- Native to: Guatemala
- Region: Quiché (department)
- Ethnicity: Uspantek
- Native speakers: 5,100 (2019 census)
- Language family: Mayan Quichean–MameanGreater QuicheanUspantek; ; ;

Language codes
- ISO 639-3: usp
- Glottolog: uspa1245
- ELP: Uspanteko

= Uspantek language =

Mayan language of Guatemala

Uspantek (Uspanteco, Uspanteko, Uspantec) is a Mayan language of Guatemala, closely related to Kʼicheʼ. It is spoken in the Uspantán and Playa Grande Ixcán municipios, in the Department El Quiché. It is also one of only four Mayan languages to have developed contrastive tone (the others being Yukatek, Mochoʼ and one dialect of Tzotzil). It distinguishes between vowels with high tone and vowels with low tone.

==Phonology==

=== Consonants ===
There are 24 consonants in Uspantek including the glottal stop.
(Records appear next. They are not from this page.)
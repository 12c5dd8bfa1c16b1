//! Markdown adapter backed by Marksman
//!
//! Marksman reports headings with kind `String(15)`, which downstream
//! consumers filter out as low-level. They are remapped to `Namespace(3)`
//! at ingest so document structure survives overview queries.

use lantern_core::prelude::*;
use lantern_settings::LanguageSettings;
use lsp_types::SymbolKind;
use serde_json::{json, Value};
use std::path::Path;

use crate::launch::{find_in_path, LaunchDescriptor, Platform};
use crate::uri::path_to_uri;

use super::LanguageAdapter;

/// Adapter for the Marksman markdown server
pub struct MarksmanAdapter;

impl LanguageAdapter for MarksmanAdapter {
  fn language_id(&self) -> &'static str {
    "markdown"
  }

  fn file_extensions(&self) -> &'static [&'static str] {
    &["md", "markdown"]
  }

  fn resolve_launch(
    &self,
    root: &Path,
    _platform: Platform,
    _settings: &LanguageSettings,
  ) -> Result<LaunchDescriptor> {
    let executable = find_in_path("marksman").ok_or_else(|| Error::DependencyMissing {
      language: "markdown".to_string(),
      reason: "marksman not found on PATH".to_string(),
    })?;
    Ok(LaunchDescriptor::new(executable, root).arg("server"))
  }

  fn initialize_params(&self, root: &Path) -> Result<Value> {
    let root_uri = path_to_uri(root)?;
    let root_name = root
      .file_name()
      .map(|n| n.to_string_lossy().into_owned())
      .unwrap_or_else(|| "workspace".to_string());

    Ok(json!({
      "processId": std::process::id(),
      "rootUri": root_uri.as_str(),
      "capabilities": {
        "workspace": {
          "didChangeConfiguration": {"dynamicRegistration": true},
          "didChangeWatchedFiles": {"dynamicRegistration": true},
          "configuration": true,
          "workspaceFolders": true,
        },
        "textDocument": {
          "synchronization": {"dynamicRegistration": true, "didSave": true},
          "documentSymbol": {
            "dynamicRegistration": true,
            "symbolKind": {"valueSet": (1..=26).collect::<Vec<i32>>()},
            "hierarchicalDocumentSymbolSupport": true,
          },
          "definition": {"dynamicRegistration": true, "linkSupport": true},
          "references": {"dynamicRegistration": true},
          "hover": {"dynamicRegistration": true, "contentFormat": ["markdown", "plaintext"]},
        },
        "window": {"workDoneProgress": true},
        "general": {"positionEncodings": ["utf-16"]},
      },
      "trace": "off",
      "workspaceFolders": [{"uri": root_uri.as_str(), "name": root_name}],
    }))
  }

  fn required_capabilities(&self) -> &'static [&'static str] {
    &["documentSymbolProvider"]
  }

  fn remap_symbol_kind(&self, kind: SymbolKind) -> SymbolKind {
    if kind == SymbolKind::STRING {
      SymbolKind::NAMESPACE
    } else {
      kind
    }
  }
}

#[cfg(test)]
mod tests {
  use super::*;

  #[test]
  fn test_heading_kind_remap() {
    let adapter = MarksmanAdapter;
    assert_eq!(
      adapter.remap_symbol_kind(SymbolKind::STRING),
      SymbolKind::NAMESPACE
    );
    assert_eq!(adapter.remap_symbol_kind(SymbolKind::CLASS), SymbolKind::CLASS);
  }
}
|  |  | Bilabial | Alveolar | Postalveolar | Palatal | Velar |  | Uvular | Glottal |
| Plain | Palatalized |
| Nasal |  | m | n |  |  |  |  |  |  |
| Plosive | Plain | p | t |  |  | k | kʲ | q | ʔ |
| Glottalized/Implosive | pˀ~ɓ̥~ɓ | tˀ~ɗ̥ |  |  | kˀ~ɠ̊ | kˀʲ | qˀ~ʛ̥ |  |
| Affricate | Plain |  | t͡s | t͡ʃ |  |  |  |  |  |
| Glottalized |  | t͡sˀ | t͡ʃˀ |  |  |  |  |  |
| Fricative |  |  | s | ʃ |  |  |  | χ |  |
| Trill/Flap |  |  | r~ɾ |  |  |  |  |  |  |
| Approximant |  |  | l |  | j | w |  |  |  |

=== Vowels ===
There are 5 vowels in Uspantek and they contrast in vowel length.

|  | Front | Central | Back |
|---|---|---|---|
| Close | i iː |  | u uː |
| Mid | e eː |  | o oː |
| Open |  | a aː |  |

===Tone===
Uspantek has two phonemic tones: high and falling (Can Pixabaj 2007:39). In writing, the high tone is represented by an acute accent mark on the vowel (ráqan 'my foot'), and the falling tone is represented by an acute accent mark on the first vowel followed by an unmarked vowel (júun 'one').

The high tone occurs in penultimate syllables when the final syllable contains a short vowel. Additionally, it occurs the following contexts (Can Pixabaj 2007).
- Most possessive forms of inalienable nouns
- Bisyllabic single morphemes, especially those with short /a/ or /i/ in the final syllable
- Intransitive verbs with the suffix -ik
- Most words with three syllables
- Loanwords

The following types of words do not have tone.
- Words with CVʼC structure do not add tone to penultimate syllables when affixes are added.
- Monosyllabic words with long vowels that have no tone do not add tone to penultimate syllables when affixes are added.

The falling tone occurs in long vowels, and in the following contexts (Can Pixabaj 2007).
- Monosyllabic words
- Final syllable of a polysyllabic word

===Phonotactics===
The main types of syllable structures in Uspantek are CVC, CV, and CCVC (Can Pixabaj 2007:50).

==Literature==
- Can Pixabaj, Telma Angelina, et al. 2007. Gramática uspanteka [Jkemiik yoloj li uspanteko]. Guatemala: Cholsamaj.
- Tuyuc Sucuc, Cecilio. 2001. Vocabulario uspanteko [Cholyool Tzʼunun Kaabʼ]. Guatemala: Academia de Lenguas Mayas de Guatemala, Comunidad Lingüística Uspanteka.
- Vicente Méndez, Miguel Angel. 2007. Diccionario bilingüe uspanteko-español [Cholaj tzijbʼal li Uspanteko]. Guatemala: Cholsamaj.